Acta Biomater ; 2024 Jul 04.
Artigo em Inglês | MEDLINE | ID: mdl-38969079

RESUMO

Mutation in oncogene KRas plays a crucial role in the occurrence and progression of numerous malignant tumors. Malignancy involves changes in cell mechanics for extensive cellular deformation during metastatic dissemination. We hypothesize that oncogene KRas mutations are intrinsic to alterations in cellular mechanics that promote malignant tumor generation and progression. Here, we demonstrate the use of optical tweezers coupled with a confocal fluorescence imaging system and gene interference technique to reveal that the mutant KRas protein can be transported between homogeneous and heterogeneous tumor cells by tunneling nanotubes (TNTs), resulting in a significant reduction of membrane tension and acceleration of membrane phospholipid flow in the recipient cells.

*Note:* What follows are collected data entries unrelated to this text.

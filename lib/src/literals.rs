/*! Literal extraction.

Proves which byte substrings are mandatory for any match, so the matcher
can scan for them with a cheap search before running the full pattern.
Three analyses feed one result:

1. Dominator analysis over the position automaton: a position every
   accepting path must pass through. The longest consecutive run of
   dominators carrying concrete byte symbols is a mandatory substring.
2. Region analysis: when the dominator run is short, a backward walk from
   the accept states (and a forward walk from the start) recovers a
   suffix/prefix shared by every alternation branch.
3. Multi-path expansion: small classes and alternations of literals are
   expanded into an enumerated set of alternative substrings.

A wrong literal causes false negatives, so every analysis degrades to
"no literal" whenever it cannot prove mandatoriness.
*/

use itertools::Itertools;
use smallvec::SmallVec;

use crate::automaton::{Automaton, PosSet, Symbol};
use crate::hir::{class_to_bytes, Hir};

/// Maximum number of literals produced by multi-path expansion.
pub(crate) const MAX_LITERALS: usize = 16;

/// Maximum length of an extracted literal, in bytes.
pub(crate) const MAX_LITERAL_LEN: usize = 64;

/// Classes with more bytes than this are not expanded.
pub(crate) const MAX_CLASS_EXPANSION: usize = 11;

/// Dominator runs at least this long skip the region-analysis fallback.
const REGION_FALLBACK_THRESHOLD: usize = 16;

pub(crate) type LiteralBytes = SmallVec<[u8; 16]>;

/// Which analysis produced a literal.
#[derive(Clone, Copy, PartialEq, Eq, Debug)]
pub(crate) enum Source {
    Dominator,
    Region,
}

/// A single mandatory literal.
///
/// Mandatory by construction: both producing analyses only report a
/// substring when every accepting path consumes it.
#[derive(Clone, PartialEq, Eq, Debug)]
pub(crate) struct Literal {
    pub bytes: LiteralBytes,
    pub source: Source,
}

/// The result of literal extraction for one pattern.
#[derive(Clone, PartialEq, Eq, Debug)]
pub(crate) struct Literals {
    /// The best single mandatory literal, if any.
    pub best: Option<Literal>,
    /// Enumerated alternative substrings from multi-path expansion, if the
    /// pattern could be fully expanded. Unlike `best`, these are only
    /// collectively exhaustive when the expansion covered every path, and
    /// the dispatcher must still apply the dominance-length check before
    /// trusting them.
    pub expanded: Option<Vec<LiteralBytes>>,
    /// Length of the dominator-analysis literal, kept for that check.
    pub dominator_len: usize,
}

/// Extracts mandatory literals from a pattern.
pub(crate) fn extract(automaton: &Automaton, hir: &Hir) -> Literals {
    let dominator = dominator_literal(automaton);
    let dominator_len = dominator.len();

    let mut best = if dominator.is_empty() {
        None
    } else {
        Some(Literal { bytes: dominator, source: Source::Dominator })
    };

    if dominator_len < REGION_FALLBACK_THRESHOLD {
        let region = region_literal(automaton);
        if region.len() > dominator_len {
            best = Some(Literal { bytes: region, source: Source::Region });
        }
    }

    Literals { best, expanded: expand(hir), dominator_len }
}

/// Returns the set of positions every accepting path must pass through.
pub(crate) fn dominators(automaton: &Automaton) -> PosSet {
    let mut result = PosSet::new();
    for v in 1..automaton.num_positions() {
        if is_dominator(automaton, v) {
            result.insert(v);
        }
    }
    result
}

/// A position dominates if a search from the start that is forbidden from
/// entering it cannot reach any accept state.
fn is_dominator(automaton: &Automaton, v: usize) -> bool {
    let mut visited = PosSet::new();
    visited.insert(v);
    visited.insert(0);
    let mut queue = vec![0];
    while let Some(current) = queue.pop() {
        if current != v && automaton.accept().contains(current) {
            return false;
        }
        for next in automaton.follow(current).iter() {
            if !visited.contains(next) {
                visited.insert(next);
                queue.push(next);
            }
        }
    }
    true
}

/// The longest consecutive run of dominator positions carrying concrete,
/// non-self-looping byte symbols. Runs of equal length keep the earliest.
fn dominator_literal(automaton: &Automaton) -> LiteralBytes {
    let doms = dominators(automaton);

    let mut best = LiteralBytes::new();
    let mut current = LiteralBytes::new();
    let mut prev_pos = 0;

    for pos in doms.iter() {
        let byte = match automaton.symbol(pos) {
            Symbol::Byte(b) if !automaton.has_self_loop(pos) => b,
            _ => {
                if current.len() > best.len() {
                    best = current.clone();
                }
                current.clear();
                continue;
            }
        };
        if !current.is_empty() && pos != prev_pos + 1 {
            // Gap in position numbering breaks the run.
            if current.len() > best.len() {
                best = current.clone();
            }
            current.clear();
        }
        if current.len() < MAX_LITERAL_LEN {
            current.push(byte);
        }
        prev_pos = pos;
    }
    if current.len() > best.len() {
        best = current;
    }
    best
}

/// Recovers a substring shared by every alternation branch, as the longer
/// of the common suffix (walking backward from the accept states) and the
/// common prefix (walking forward from the start).
fn region_literal(automaton: &Automaton) -> LiteralBytes {
    let suffix = common_suffix(automaton);
    let prefix = common_prefix(automaton);
    if prefix.len() > suffix.len() {
        prefix
    } else {
        suffix
    }
}

/// Single byte consumed when entering any position of `frontier`, if they
/// all agree and none of them self-loops.
fn frontier_byte(automaton: &Automaton, frontier: &PosSet) -> Option<u8> {
    let mut byte = None;
    for pos in frontier.iter() {
        match automaton.symbol(pos) {
            Symbol::Byte(b) if !automaton.has_self_loop(pos) => {
                match byte {
                    None => byte = Some(b),
                    Some(prev) if prev == b => {}
                    Some(_) => return None,
                }
            }
            _ => return None,
        }
    }
    byte
}

fn common_suffix(automaton: &Automaton) -> LiteralBytes {
    // A nullable pattern matches the empty string, which has no suffix.
    if automaton.accept().contains(0) {
        return LiteralBytes::new();
    }

    // Reverse adjacency, computed once for the walk.
    let n = automaton.num_positions();
    let mut preds = vec![PosSet::new(); n];
    for from in 0..n {
        for to in automaton.follow(from).iter() {
            preds[to].insert(from);
        }
    }

    let mut suffix = LiteralBytes::new();
    let mut frontier = *automaton.accept();
    while suffix.len() < MAX_LITERAL_LEN {
        let byte = match frontier_byte(automaton, &frontier) {
            Some(byte) => byte,
            None => break,
        };
        suffix.push(byte);
        let mut next = PosSet::new();
        for pos in frontier.iter() {
            next.union_with(&preds[pos]);
        }
        if next.contains(0) {
            // Some match is exactly the bytes collected so far; nothing
            // earlier is mandatory.
            break;
        }
        frontier = next;
    }
    suffix.reverse();
    suffix
}

fn common_prefix(automaton: &Automaton) -> LiteralBytes {
    if automaton.accept().contains(0) {
        return LiteralBytes::new();
    }

    let mut prefix = LiteralBytes::new();
    let mut frontier = *automaton.follow(0);
    while prefix.len() < MAX_LITERAL_LEN {
        let byte = match frontier_byte(automaton, &frontier) {
            Some(byte) => byte,
            None => break,
        };
        prefix.push(byte);
        if frontier.intersects(automaton.accept()) {
            break;
        }
        let mut next = PosSet::new();
        for pos in frontier.iter() {
            next.union_with(automaton.follow(pos));
        }
        frontier = next;
    }
    prefix
}

/// Multi-path expansion.
///
/// Succeeds only when the whole pattern is a concatenation of literals,
/// small byte classes and alternations of expandable subpatterns, so the
/// resulting set enumerates every possible match. Anything else (in
/// particular any repetition) abandons the expansion.
fn expand(hir: &Hir) -> Option<Vec<LiteralBytes>> {
    let factors = expansion_factors(hir.inner())?;
    let count: usize = factors
        .iter()
        .map(|choices| choices.len())
        .try_fold(1usize, |acc, n| {
            let total = acc.checked_mul(n)?;
            (total <= MAX_LITERALS).then_some(total)
        })?;
    if count == 0 {
        return None;
    }

    let mut literals = Vec::with_capacity(count);
    for parts in factors.iter().multi_cartesian_product() {
        let mut literal = LiteralBytes::new();
        for part in parts {
            literal.extend_from_slice(part);
        }
        if literal.is_empty() || literal.len() > MAX_LITERAL_LEN {
            return None;
        }
        literals.push(literal);
    }
    if literals.is_empty() {
        return None;
    }
    Some(literals)
}

/// Decomposes the pattern into a sequence of choice sets whose cartesian
/// product is exactly the pattern's language.
fn expansion_factors(
    hir: &regex_syntax::hir::Hir,
) -> Option<Vec<Vec<Vec<u8>>>> {
    use regex_syntax::hir::HirKind;
    match hir.kind() {
        HirKind::Empty => Some(vec![]),
        HirKind::Literal(lit) => Some(vec![vec![lit.0.to_vec()]]),
        HirKind::Class(class) => {
            let class = class_to_bytes(class)?;
            let mut bytes = Vec::new();
            for range in class.ranges() {
                for b in range.start()..=range.end() {
                    bytes.push(vec![b]);
                    if bytes.len() > MAX_CLASS_EXPANSION {
                        return None;
                    }
                }
            }
            if bytes.is_empty() {
                return None;
            }
            Some(vec![bytes])
        }
        HirKind::Capture(cap) => expansion_factors(&cap.sub),
        HirKind::Concat(subs) => {
            let mut factors = Vec::new();
            for sub in subs {
                factors.extend(expansion_factors(sub)?);
            }
            Some(factors)
        }
        HirKind::Alternation(branches) => {
            // Each branch expands independently; the whole alternation
            // becomes a single choice set over the branch expansions.
            let mut choices = Vec::new();
            for branch in branches {
                let factors = expansion_factors(branch)?;
                let mut branch_literals = vec![Vec::new()];
                for choice_set in factors {
                    let mut next = Vec::new();
                    for prefix in &branch_literals {
                        for choice in &choice_set {
                            let mut literal = prefix.clone();
                            literal.extend_from_slice(choice);
                            next.push(literal);
                        }
                    }
                    branch_literals = next;
                    if branch_literals.len() > MAX_LITERALS {
                        return None;
                    }
                }
                choices.extend(branch_literals);
                if choices.len() > MAX_LITERALS {
                    return None;
                }
            }
            Some(vec![choices])
        }
        _ => None,
    }
}

#[cfg(test)]
mod tests {
    use pretty_assertions::assert_eq;

    use super::{dominators, extract, Literals, Source};
    use crate::automaton::Automaton;
    use crate::parser::Parser;

    fn run(pattern: &str) -> Literals {
        let hir = Parser::new().parse(pattern).unwrap();
        let automaton = Automaton::build(&hir).unwrap();
        extract(&automaton, &hir)
    }

    #[test]
    fn dominator_run() {
        let lits = run("[a-z]+test");
        let best = lits.best.unwrap();
        assert_eq!(best.bytes.as_slice(), b"test");
        assert_eq!(best.source, Source::Dominator);
        assert_eq!(lits.dominator_len, 4);
    }

    #[test]
    fn alternation_keeps_only_shared_bytes() {
        // Neither "foo" nor "bar" is mandatory; "test" is.
        let lits = run("(foo|bar)test");
        let best = lits.best.unwrap();
        assert_eq!(best.bytes.as_slice(), b"test");
        assert_eq!(lits.dominator_len, 4);
        // Expansion enumerates whole-match alternatives, which are longer
        // than the dominator run. The dispatcher's dominance check rejects
        // them for prefiltering.
        let mut expanded = lits.expanded.unwrap();
        expanded.sort();
        assert_eq!(expanded[0].as_slice(), b"bartest");
        assert_eq!(expanded[1].as_slice(), b"footest");
    }

    #[test]
    fn region_suffix() {
        let lits = run("(running|jumping|walking)");
        let best = lits.best.unwrap();
        assert_eq!(best.bytes.as_slice(), b"ing");
        assert_eq!(best.source, Source::Region);
        assert_eq!(lits.dominator_len, 0);
    }

    #[test]
    fn region_prefix() {
        let lits = run("(prefix_a|prefix_bb|prefix_ccc)");
        let best = lits.best.unwrap();
        assert_eq!(best.bytes.as_slice(), b"prefix_");
        assert_eq!(best.source, Source::Region);
    }

    #[test]
    fn shared_suffix_via_dominators() {
        let lits = run("(runn|jump|walk)ing");
        let best = lits.best.unwrap();
        assert_eq!(best.bytes.as_slice(), b"ing");
    }

    #[test]
    fn expansion_of_small_class() {
        let lits = run("doc[il1]ment");
        let mut expanded = lits.expanded.unwrap();
        expanded.sort();
        assert_eq!(expanded[0].as_slice(), b"doc1ment");
        assert_eq!(expanded[1].as_slice(), b"dociment");
        assert_eq!(expanded[2].as_slice(), b"doclment");
    }

    #[test]
    fn expansion_abandoned() {
        // A 26-byte class is past the expansion cap.
        assert_eq!(run("[a-z]x").expanded, None);
        // Repetitions are never expanded.
        assert_eq!(run("ab?c").expanded, None);
        assert_eq!(run("[0-3]+x").expanded, None);
        // Too many combinations.
        assert_eq!(run("[0-9][0-9]x").expanded, None);
    }

    #[test]
    fn no_literal_is_a_valid_answer() {
        let lits = run("[a-z]+[0-9]+");
        assert_eq!(lits.best, None);
        assert_eq!(lits.dominator_len, 0);
    }

    #[test]
    fn nullable_pattern_has_no_mandatory_literal() {
        let lits = run("(abcdef)?");
        assert_eq!(lits.best, None);
    }

    #[test]
    fn dominators_of_linear_pattern() {
        let hir = Parser::new().parse("abc").unwrap();
        let automaton = Automaton::build(&hir).unwrap();
        let doms = dominators(&automaton);
        assert!(doms.contains(1) && doms.contains(2) && doms.contains(3));
    }

    #[test]
    fn dominators_of_alternation() {
        let hir = Parser::new().parse("(ab|cd)x").unwrap();
        let automaton = Automaton::build(&hir).unwrap();
        let doms = dominators(&automaton);
        // Only the shared tail dominates.
        assert!(!doms.contains(1));
        assert!(!doms.contains(3));
        assert!(doms.contains(5));
    }
}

Simultaneously, the changes in membrane mechanical properties of the tumor cells also enhance the metastatic and invasive ability of the tumors, which further contribute to the deterioration of the tumors. This finding helps to clarify the association between oncogene mutations and changes in the mechanical properties of tumor cells, which provides a theoretical basis for the development of cancer treatment strategies. STATEMENT OF SIGNIFICANCE: Here, we present a laser confocal fluorescence system integrated with optical tweezers to observe the transfer of mutant KRasG12D protein from mutant cells to wild-type cells through TNTs. Malignancy involves changes in cell mechanics for extensive cellular deformation during metastatic dissemination. Our results demonstrate a significant decrease in membrane tension and an increase in membrane phospholipid flow in recipient cells. These alterations in mechanical properties augment the migration and invasive capabilities of tumor cells, contributing to tumor malignancy. Our findings propose that cellular mechanical properties could serve as new markers for tumor development, and targeting membrane tension may hold potential as a therapeutic strategy.